“I love dancing with the Mayi Walas!” says Mphatso Nsewa, Programme Coordinator for our new Mayi Walas programme in Malawi. When Mphatso and the rest of the SunnyMoney team arrive at a village to meet with women for recruitment, they can already hear the women singing from a distance and they are often greeted with joyful dancing. Humphrey Nyangu, Mayi Wala Finance Officer explained, “Some are songs the group already know, but often they have made them up especially for the occasion, they have heard that a new business opportunity is coming to them, and they are excited!”
Following the launch of the Mayi Walas programme in 2021, there are now 41 established Mayi Wala groups of women solar entrepreneurs launching solar light businesses in their rural communities across Malawi. By April 2022, the goal is to have established 109 more groups across the country – meaning 1,500 women solar entrepreneurs will be recruited to bring safe, clean light to their communities.
Women in Malawi are highly economically active, yet the vast majority (94%) operate within the informal sector. The women recruited to the programme in 2021 ran small-scale businesses, mostly selling local agricultural produce, baked goods and textiles. Like most women entrepreneurs across rural Malawi, they were operating within oversaturated markets whilst lacking access to the financial services, training and business support necessary to grow a profitable business.
The Mayi Walas programme is designed to support women entrepreneurs to overcome these barriers by combining tailor-made training, business support and accessible loans through our partnership with Lendwithcare and membership to SolarAid’s Savings and Credit Co-Operative, FEBCO.
Women are key changemakers in driving energy access in rural communities, but traditional market models have failed to reach the poorest rural communities in Malawi, where only 4% of the population has access to electricity. Having women entrepreneurs at the forefront of electrification programmes is vital in bridging this gap. As trusted members of society with vast social networks, they are well-placed to communicate the benefits of solar to female customers – the primary users of energy in the home – to build trust and demand.

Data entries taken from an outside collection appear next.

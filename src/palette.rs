// Customer Dashboard - Chart Palette
// Six base colours; fills are translucent, borders opaque

use serde::{Serialize, Serializer};
use std::fmt;

pub const FILL_ALPHA: f32 = 0.2;
pub const BORDER_ALPHA: f32 = 1.0;

const BASE_COLORS: [(u8, u8, u8); 6] = [
    (255, 99, 132),
    (54, 162, 235),
    (255, 206, 86),
    (75, 192, 192),
    (153, 102, 255),
    (255, 159, 64),
];

/// CSS `rgba(...)` colour. Serialises as the CSS string.
#[derive(Debug, Clone, Copy, PartialEq)]
pub struct Rgba {
    pub r: u8,
    pub g: u8,
    pub b: u8,
    pub a: f32,
}

impl fmt::Display for Rgba {
    fn fmt(&self, f: &mut fmt::Formatter<'_>) -> fmt::Result {
        write!(f, "rgba({}, {}, {}, {})", self.r, self.g, self.b, self.a)
    }
}

impl Serialize for Rgba {
    fn serialize<S: Serializer>(&self, serializer: S) -> Result<S::Ok, S::Error> {
        serializer.collect_str(self)
    }
}

fn base(index: usize, a: f32) -> Rgba {
    let (r, g, b) = BASE_COLORS[index % BASE_COLORS.len()];
    Rgba { r, g, b, a }
}

/// Fill colours for `count` categories; the palette cycles past six.
pub fn fill_colors(count: usize) -> Vec<Rgba> {
    (0..count).map(|i| base(i, FILL_ALPHA)).collect()
}

/// Border colours matching `fill_colors`
pub fn border_colors(count: usize) -> Vec<Rgba> {
    (0..count).map(|i| base(i, BORDER_ALPHA)).collect()
}

#[cfg(test)]
mod tests {
    use super::*;

    #[test]
    fn test_css_format() {
        assert_eq!(fill_colors(1)[0].to_string(), "rgba(255, 99, 132, 0.2)");
        assert_eq!(border_colors(1)[0].to_string(), "rgba(255, 99, 132, 1)");
    }

    #[test]
    fn test_sliced_to_category_count() {
        assert_eq!(fill_colors(3).len(), 3);
        assert_eq!(border_colors(0).len(), 0);
    }

    #[test]
    fn test_palette_cycles_past_six() {
        let fills = fill_colors(8);

        assert_eq!(fills.len(), 8);
        assert_eq!(fills[6], fills[0]);
        assert_eq!(fills[7], fills[1]);
        assert_ne!(fills[5], fills[0]);
    }

    #[test]
    fn test_serializes_as_css_string() {
        let json = serde_json::to_string(&border_colors(2)).unwrap();
        assert_eq!(json, r#"["rgba(255, 99, 132, 1)","rgba(54, 162, 235, 1)"]"#);
    }
}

“I am already seeing the solidarity within the Mayi Wala groups doing solar business. I am motivated by seeing the smile of a woman realising she no longer needs to worry about income only coming from what little farm produce she has to sell,” says Mphatso.
Makulata Damison, Chairwoman of the Talimbika Salima Mayi Walas group says, “[this project is] reducing us from the total darkness we have been experiencing since we were born.”